Lebih lanjut, Retno pun mengatakan jika Indonesia memberikan dukungannya pada upaya internasional untuk menuntut pertanggungjawaban Israel.
"Bahkan perang punya aturan dan batasan, dan ini tidak terlihat sama sekali di Gaza," tegasnya.
Sebelumnya Menlu Retno juga telah membahas peristiwa genosida Israel terhadap Palestina di Konferensi Tingkat Tinggi (KTT) Luar Biasa Organisasi Kerja Sama Islam (OKI)-Liga Arab.
Ia juga membahas mengenai Rumah Sakit Indonesia di Gaza yang diserang oleh tentara Israel.
Jubir Kemenlu, Iqbal mengatakan jika ICC itu merupakan subyeknya individu, bukan negara. Jadi, MER-C bisa secara langsung melaporkan Perdana Menteri Israel, Benjamin Netanyahu ke ICC tanpa harus melalui pemerintah.
"Beberapa asosiasi lawyer juga sudah melaporkan Netanyahu ke ICC. Berbeda dengan ICJ (International Criminal Justice/Mahkamah Pengadilan Internasional), subyeknya negara. Tapi kalau kejahatan perang, lebih banyak ke ICC karena biasa ya terkait dengan leader yang memerintahkan perang," jelas dia.
Sementara itu Direktur Perlindungan WNI Kemlu, Judha Nugraha mengatakan saat ini terdapat permintaan evakuasi untuk pulang ke Indonesia dari satu relawan dari ketiga WNI yang masih bertahan di Gaza Selatan tersebut. Namun, ia tidak merinci siapa orang tersebut.
Saat ini, Kemlu tengah mengupayakan seorang WNI tersebut agar bisa keluar dari Gaza Selatan menuju ke perbatasan Mesir.
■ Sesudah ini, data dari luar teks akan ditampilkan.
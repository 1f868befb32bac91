//! Output dithering.
//!
//! Adds bounded uniform noise to the reconstructed luma plane in the
//! internal representation. The fixed variant seeds its generator with a
//! constant so reconstructions are identical across runs.

use crate::config::DitheringType;
use crate::surface::Surface;

const FIXED_SEED: u32 = 0xbf329e21;

/// Uniform dither source over the reconstructed output.
pub struct Dither {
    strength: i32,
    state: u32,
    enabled: bool,
}

impl Dither {
    /// Creates a dither source; `strength` is the half-range in output
    /// sample steps, scaled here to the internal representation.
    pub fn new(dithering_type: DitheringType, strength: u32, bit_depth: u32, seed: u32) -> Self {
        let state = match dithering_type {
            DitheringType::UniformFixed => FIXED_SEED,
            _ => {
                if seed == 0 {
                    1
                } else {
                    seed
                }
            }
        };
        Self {
            strength: (strength << (15 - bit_depth)) as i32,
            state,
            enabled: dithering_type != DitheringType::None && strength > 0,
        }
    }

    fn next(&mut self) -> u32 {
        let mut x = self.state;
        x ^= x << 13;
        x ^= x >> 17;
        x ^= x << 5;
        self.state = x;
        x
    }

    /// Applies noise in `[-strength, strength]` to every pel.
    pub fn process(&mut self, plane: &Surface<i16>) -> Surface<i16> {
        if !self.enabled {
            return plane.clone();
        }

        let span = (2 * self.strength + 1) as u32;
        Surface::generate(plane.width(), plane.height(), |x, y| {
            let noise = (self.next() % span) as i32 - self.strength;
            (i32::from(plane.get(x, y)) + noise).clamp(0, (1 << 15) - 1) as i16
        })
    }
}
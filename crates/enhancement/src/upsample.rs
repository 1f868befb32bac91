//! Upsampling and predicted-residual adjustment.
//!
//! All kernels are 4-tap pairs in 1.14 fixed point summing to 16384, one
//! phase per output pel of the doubled grid, mirrored about the source
//! pel. Edges replicate. The adaptive kernel is built from four signalled
//! magnitudes applied as `{-c0, c1, c2, -c3}`.

use crate::config::Upsample;
use crate::surface::Surface;

const KERNEL_PRECISION: i32 = 14;
const KERNEL_HALF: i32 = 1 << (KERNEL_PRECISION - 1);

const KERNEL_NEAREST: [i32; 4] = [0, 16384, 0, 0];
const KERNEL_LINEAR: [i32; 4] = [0, 12288, 4096, 0];
const KERNEL_CUBIC: [i32; 4] = [-1382, 14285, 3942, -461];
const KERNEL_MODIFIED_CUBIC: [i32; 4] = [-2360, 15855, 4165, -1276];

/// Resolves the signalled kernel into its tap values.
pub fn kernel_taps(upsample: Upsample, coefficients: &[u32; 4]) -> [i32; 4] {
    match upsample {
        Upsample::Nearest => KERNEL_NEAREST,
        Upsample::Linear => KERNEL_LINEAR,
        Upsample::Cubic => KERNEL_CUBIC,
        Upsample::ModifiedCubic => KERNEL_MODIFIED_CUBIC,
        Upsample::AdaptiveCubic => [
            -(coefficients[0] as i32),
            coefficients[1] as i32,
            coefficients[2] as i32,
            -(coefficients[3] as i32),
        ],
    }
}

/// Doubles one dimension: for source pel `i`, the output pair is
/// `out[2i]` weighted toward `i-1` and `out[2i+1]` toward `i+1`.
fn upsample_axis(src: &Surface<i16>, taps: [i32; 4], horizontal: bool) -> Surface<i16> {
    let (width, height) = if horizontal {
        (src.width() * 2, src.height())
    } else {
        (src.width(), src.height() * 2)
    };

    Surface::generate(width, height, |x, y| {
        let (i, phase_odd) = if horizontal {
            (i64::from(x / 2), x & 1 == 1)
        } else {
            (i64::from(y / 2), y & 1 == 1)
        };
        let fetch = |k: i64| -> i32 {
            if horizontal {
                i32::from(src.get_clamped(k, i64::from(y)))
            } else {
                i32::from(src.get_clamped(i64::from(x), k))
            }
        };

        let acc = if phase_odd {
            taps[0] * fetch(i - 1) + taps[1] * fetch(i) + taps[2] * fetch(i + 1) + taps[3] * fetch(i + 2)
        } else {
            taps[0] * fetch(i + 1) + taps[1] * fetch(i) + taps[2] * fetch(i - 1) + taps[3] * fetch(i - 2)
        };
        ((acc + KERNEL_HALF) >> KERNEL_PRECISION).clamp(i32::from(i16::MIN), i32::from(i16::MAX)) as i16
    })
}

/// 2-D upsampling: horizontal then vertical with the same kernel.
pub fn upsample_2d(src: &Surface<i16>, upsample: Upsample, coefficients: &[u32; 4]) -> Surface<i16> {
    let taps = kernel_taps(upsample, coefficients);
    let wide = upsample_axis(src, taps, true);
    upsample_axis(&wide, taps, false)
}

/// 1-D upsampling: horizontal only.
pub fn upsample_1d(src: &Surface<i16>, upsample: Upsample, coefficients: &[u32; 4]) -> Surface<i16> {
    let taps = kernel_taps(upsample, coefficients);
    upsample_axis(src, taps, true)
}

/// Rounded average of each 2x2 group of the upsampled plane, for the 2-D
/// predicted-residual adjustment.
pub fn predicted_average_2d(upsampled: &Surface<i16>) -> Surface<i16> {
    Surface::generate(upsampled.width() / 2, upsampled.height() / 2, |x, y| {
        let s = i32::from(upsampled.get(x * 2, y * 2))
            + i32::from(upsampled.get(x * 2 + 1, y * 2))
            + i32::from(upsampled.get(x * 2, y * 2 + 1))
            + i32::from(upsampled.get(x * 2 + 1, y * 2 + 1));
        ((s + 2) >> 2) as i16
    })
}

/// Rounded average of each horizontal pel pair, for the 1-D adjustment.
pub fn predicted_average_1d(upsampled: &Surface<i16>) -> Surface<i16> {
    Surface::generate(upsampled.width() / 2, upsampled.height(), |x, y| {
        let s = i32::from(upsampled.get(x * 2, y)) + i32::from(upsampled.get(x * 2 + 1, y));
        ((s + 1) >> 1) as i16
    })
}

/// Biases each 2x2 upsampled group so its rounded average equals the
/// source base pel, cancelling per-block drift from kernel rounding.
pub fn predicted_residual_adjust_2d(
    base: &Surface<i16>,
    upsampled: &Surface<i16>,
    averages: &Surface<i16>,
) -> Surface<i16> {
    Surface::generate(upsampled.width(), upsampled.height(), |x, y| {
        let bx = x / 2;
        let by = y / 2;
        let delta = i32::from(base.get(bx, by)) - i32::from(averages.get(bx, by));
        (i32::from(upsampled.get(x, y)) + delta).clamp(i32::from(i16::MIN), i32::from(i16::MAX)) as i16
    })
}

/// 1-D form of the adjustment over horizontal pairs.
pub fn predicted_residual_adjust_1d(
    base: &Surface<i16>,
    upsampled: &Surface<i16>,
    averages: &Surface<i16>,
) -> Surface<i16> {
    Surface::generate(upsampled.width(), upsampled.height(), |x, y| {
        let bx = x / 2;
        let delta = i32::from(base.get(bx, y)) - i32::from(averages.get(bx, y));
        (i32::from(upsampled.get(x, y)) + delta).clamp(i32::from(i16::MIN), i32::from(i16::MAX)) as i16
    })
}
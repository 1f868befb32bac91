//! A pure Rust LCEVC-style enhancement layer codec core.
//!
//! The crate implements the full enhancement pipeline: typed pel surfaces,
//! canonical Huffman coding, the run-length entropy models, the DD/DDS
//! integer transforms, quantization with signalled dead-zone and offset
//! derivation, the temporal prediction engine, resampling with
//! predicted-residual adjustment, the syntax block serializer and
//! deserializer, NAL/SEI encapsulation, and the per-frame encode/decode
//! drivers.
//!
//! External concerns (YUV files, base codec binaries, reporters) live in
//! the companion tool crate; this crate is deterministic and IO-free.

/// Plane addition, subtraction and block comparison.
pub mod compose;
/// Signalled configuration records.
pub mod config;
/// Bit depth conversion and conformance cropping.
pub mod convert;
/// Per-frame decode driver.
pub mod decoder;
/// Level-1 residual filtering.
pub mod deblock;
/// Per-plane, per-LoQ geometry.
pub mod dimensions;
/// Output dithering.
pub mod dither;
/// Downsampling kernels.
pub mod downsample;
/// Per-frame encode driver.
pub mod encoder;
/// Run-length entropy models.
pub mod entropy;
/// Canonical Huffman codec.
pub mod huffman;
/// Image planes and descriptions.
pub mod image;
/// NAL and SEI encapsulation.
pub mod nal;
/// Quantization and dequantization.
pub mod quantize;
/// Pel surfaces.
pub mod surface;
/// Syntax block serializer and deserializer.
pub mod syntax;
/// Temporal prediction engine.
pub mod temporal;
/// Integer transforms.
pub mod transform;
/// Upsampling kernels and predicted-residual adjustment.
pub mod upsample;

pub use self::config::SignaledConfiguration;
pub use self::decoder::Decoder;
pub use self::encoder::Encoder;
pub use self::image::{Colourspace, Image, ImageDescription, Plane};
pub use self::surface::Surface;

/// Maximum number of processed planes.
pub const MAX_NUM_PLANES: usize = 3;
/// Number of levels of quality carrying residual layers.
pub const MAX_NUM_LOQS: usize = 2;
/// Residual layers plus the optional temporal signalling layer.
pub const MAX_NUM_LAYERS: usize = 17;

/// Sub-layer between base and intermediate pictures.
pub const LOQ_LEVEL_1: usize = 1;
/// Sub-layer between intermediate and output pictures.
pub const LOQ_LEVEL_2: usize = 0;

/// Smallest signalable quantization step width.
pub const MIN_STEP_WIDTH: i32 = 1;
/// Largest signalable quantization step width.
pub const MAX_STEP_WIDTH: i32 = 32767;

/// Errors produced by the enhancement codec core.
#[derive(Debug, thiserror::Error)]
pub enum Error {
    /// Configuration that cannot be represented in the bitstream.
    #[error("configuration: {0}")]
    Configuration(String),
    /// Malformed enhancement payload.
    #[error("bitstream: {0}")]
    Bitstream(String),
    /// IO error from packet plumbing.
    #[error("io: {0}")]
    Io(#[from] std::io::Error),
}

/// Convenience result alias.
pub type Result<T> = std::result::Result<T, Error>;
Pasalnya untuk menlintas ke perbatasan, nama orang tersebut harus didaftarkan agar diizinkan melintas di Arafah.
“Ini adalah proses yang sulit, rumit antar pihak-pihak yang terkait di Gaza. Kita tidak terlibat langsung, tapi kita minta itu. Karena akses itu tidak diberikan kepada orang, tetapi hanya kepada bantuan yang keluar masuk, kemudian yang kedua pelepasan sandera,” kata Judha kepada Tirto, Jumat (1/12/2023).